Subject: Surface area of a sphere

How can I demonstrate to my middle school students the reason for the formula for the surface area of a sphere?

Thanks!
Gina

Hi,

A connection which could be illustrated, and could be understood by students who know the perimiter of a circle, runs as follows:

Put the sphere of radius R inside a cyclinder, with the cylinder just touching the equator, and cut off at the height of the top and bottom of the sphere. (A cutaway veiw is in the diagram.)

What is the area of the curved part of the cylinder? 2 Pi R x 2R = 4 Pi R2. This is found by slicing the cyclinder surface and rolling it out as a rectangle.

Now, it is NOT an accident that the cylinder surface is EXACTLY the area of the sphere.

Take in small horizontal slice through the diagram. (I have coloured one such slice orange.) This cuts a rectange out of the rolled out cylinder and slightly distorted rectangle out of the sphere. (If the slice is very thin then the distortion is "slight".)

In the cross-sectional view below hc is the height of the slice on the cylinder, hs is the length of the arc on the sphere cut out by the slice, r is the radius of the distorted rectangle on the sphere and R is the sadius of the sphere.

The area of the orange rectangle on the cylinder is 2 Pi R hc and the area of the distorted orange rectangle on the sphere is approximately 2 Pi r hs.

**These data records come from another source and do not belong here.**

//! Visado - Self-Correcting Visa Research Engine
//!
//! Visa and entry-requirement research over the Gemini API, with a
//! quality gate the model cannot talk its way past.
//!
//! # Features
//!
//! - **Persona Swarm**: three fixed (model, instruction, tools) roles -
//!   Consultant (search + maps), Advisor (search), Drafter (no tools)
//! - **Self-Correction**: bounded retry loop that quotes the reviewer's
//!   critique back at the model until the score clears the bar
//! - **Source Reconciliation**: explicit citations merged with search
//!   grounding metadata, URI-unique, first occurrence wins
//! - **Independent Judge**: stateless rubric scoring with a fail-safe
//!   zero verdict when its own output is malformed
//! - **Guardrail**: unsourced answers capped at 5/10 no matter what the
//!   judge concluded
//! - **One-Shot Tasks**: purpose suggestions, travel advisories,
//!   document checklists, prose drafting, passport extraction
//! - **Lookup Caching**: SHA256-keyed moka cache for the pure lookups
//!
//! # Architecture
//!
//! ```text
//! caller ──► research::search_visa_info ──► Concierge ──► Gemini API
//!                    │                          │
//!                    │                          ├── ChatSession (one per persona)
//!                    │                          ├── Judge (stateless)
//!                    │                          └── LookupCache (moka)
//!                    ├── sources::reconcile_sources
//!                    └── assist::* (one-shot tasks)
//! ```

pub mod assist;
pub mod cache;
pub mod concierge;
pub mod config;
pub mod error;
pub mod gemini;
pub mod judge;
pub mod parse;
pub mod policy;
pub mod research;
pub mod session;
pub mod sources;

pub use cache::{CacheStats, LookupCache};
pub use concierge::{Concierge, Persona};
pub use config::Config;
pub use error::{Error, Result};
pub use gemini::{GeminiClient, GenerativeBackend};
pub use judge::{Judge, Verification};
pub use parse::Parsed;
pub use policy::{NextStep, PolicyRecord, VisaQuery, VisaStatus};
pub use research::{search_visa_info, NoProgress, ProgressFn, SearchProgress, SelectionStrategy};
pub use session::{ChatSession, SessionReply};
pub use sources::{reconcile_sources, SourceCitation};
fn research_schema() -> Value {
    json!({
        "type": "OBJECT",
        "properties": {
            "visaStatus": {
                "type": "STRING",
                "enum": ["required", "visa_free", "e_visa", "on_arrival", "unknown"]
            },
            "summary": {"type": "STRING"},
            "nextSteps": {
                "type": "ARRAY",
                "items": {
                    "type": "OBJECT",
                    "properties": {
                        "title": {"type": "STRING"},
                        "description": {"type": "STRING"}
                    },
                    "required": ["title", "description"]
                }
            },
            "timeline": {"type": "STRING"},
            "requirements": {"type": "ARRAY", "items": {"type": "STRING"}},
            "sources": {
                "type": "ARRAY",
                "items": {
                    "type": "OBJECT",
                    "properties": {
                        "title": {"type": "STRING"},
                        "uri": {"type": "STRING"}
                    },
                    "required": ["title", "uri"]
                }
            }
        },
        "required": ["visaStatus", "summary", "timeline", "sources"]
    })
}

/// What the judge sees: the payload with the post-reconciliation source
/// list, so the rubric's citation criterion matches what the caller
/// will receive.
fn judged_view(payload: &ResearchPayload, sources: &[SourceCitation]) -> String {
    serde_json::to_string_pretty(&json!({
        "visaStatus": payload.visa_status,
        "summary": payload.summary,
        "nextSteps": payload.next_steps,
        "timeline": payload.timeline,
        "requirements": payload.requirements,
        "sources": sources,
    }))
    .unwrap_or_default()
}

/// Cap unsourced answers at 5 and say why, whatever the judge thought
fn apply_guardrail(verification: Verification, source_count: usize) -> Verification {
    let mut v = verification.clamped();

    if source_count == 0 {
        if v.score > UNSOURCED_SCORE_CAP {
            v.score = UNSOURCED_SCORE_CAP;
        }
        v.passed = false;
        if !v.reasoning.is_empty() {
            v.reasoning.push(' ');
        }
        v.reasoning.push_str(MISSING_SOURCES_NOTE);
    }

    v
}
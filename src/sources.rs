//! Source Reconciliation
//!
//! A grounded answer cites in two places at once: the structured
//! payload's own `sources` array (explicit, model-authored) and the
//! envelope's grounding metadata (implicit, emitted by the search
//! tool). The two streams overlap and disagree; this module merges
//! them into one URI-unique list. Pure function, no network.

use std::collections::HashSet;

use serde::{Deserialize, Serialize};

use crate::gemini::GenerateResponse;

/// One cited source
#[derive(Debug, Clone, Default, PartialEq, Eq, Serialize, Deserialize)]
#[serde(default)]
pub struct SourceCitation {
    pub title: String,
    pub uri: String,
}

/// Merge explicit citations with the envelope's grounding chunks.
///
/// Order: explicit citations first, then implicit ones. Duplicate URIs
/// keep the first occurrence's title. Grounding chunks lacking a URI or
/// a title are dropped, as are citations with a blank URI.
pub fn reconcile_sources(
    explicit: &[SourceCitation],
    envelope: &GenerateResponse,
) -> Vec<SourceCitation> {
    let mut seen = HashSet::new();
    let mut merged = Vec::new();

    for citation in explicit {
        if citation.uri.is_empty() {
            continue;
        }
        if seen.insert(citation.uri.clone()) {
            merged.push(citation.clone());
        }
    }

    for chunk in envelope.grounding_chunks() {
        let Some(web) = &chunk.web else { continue };
        let (Some(uri), Some(title)) = (&web.uri, &web.title) else {
            continue;
        };
        if uri.is_empty() {
            continue;
        }
        if seen.insert(uri.clone()) {
            merged.push(SourceCitation {
                title: title.clone(),
                uri: uri.clone(),
            });
        }
    }

    merged
}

These two areas are approximately equal (the proof is outlined below). Since the cylinder and the sphere can be decomposed into these recangular strips, the area of the sphere and the area of the cylinder are approximately equal.

This argument is in the spirit of how the greeks compared slices to show that areas and volumes are the same. It is not only interesting reasoning in proportion, etc., but it is a lesson in History.

In the same spirit, you can compare the VOLUME of a hemi-sphere with that of the cyliner with an inverted cone removed. (I think of the hemisphere with the equator at the bottom and the cone with the 'base' at the top). Now, for each horizontal slice, the area of the slice of the sphere (a circle) is exactly the area of the cylinder outside the cone. SInce all slices have the same area, the volumes are equal.

Volume of hemisphere = Pi R2 x R - (1/3) Pi R2 x R = (2/3) \Pi R3. Again, this is the way the volume was computed by the Greeks.

Walter and Chris

Proof that the areas of the two "rectangular" strips are approximately equal

In the diagram below K is the center of the sphere. Construct a tangent line PA to the sphere at P and drop a perpendicular from A to meet QP at B. Since PA is tangent to the sphere, angle KPA is a right angle.

Since triangle KPQ is a right angle triangle, angle QKP + angle KPQ = 90o. But angle KPQ + angle BPA = 90o, and thus angle QKP = angle BPA. Hence the right triangles QKP and BPA are similar. Thus PQ:KP = AB:PA. But |PQ| = r, |KP| = R, |AB| = hc and |PA| is approximately hs and thus R hc is approximately r hs. Thus the area of the orange rectangle on the cylinder, 2 Pi R hc and the area of the distorted orange rectangle on the sphere 2 Pi r hs are approximately equal.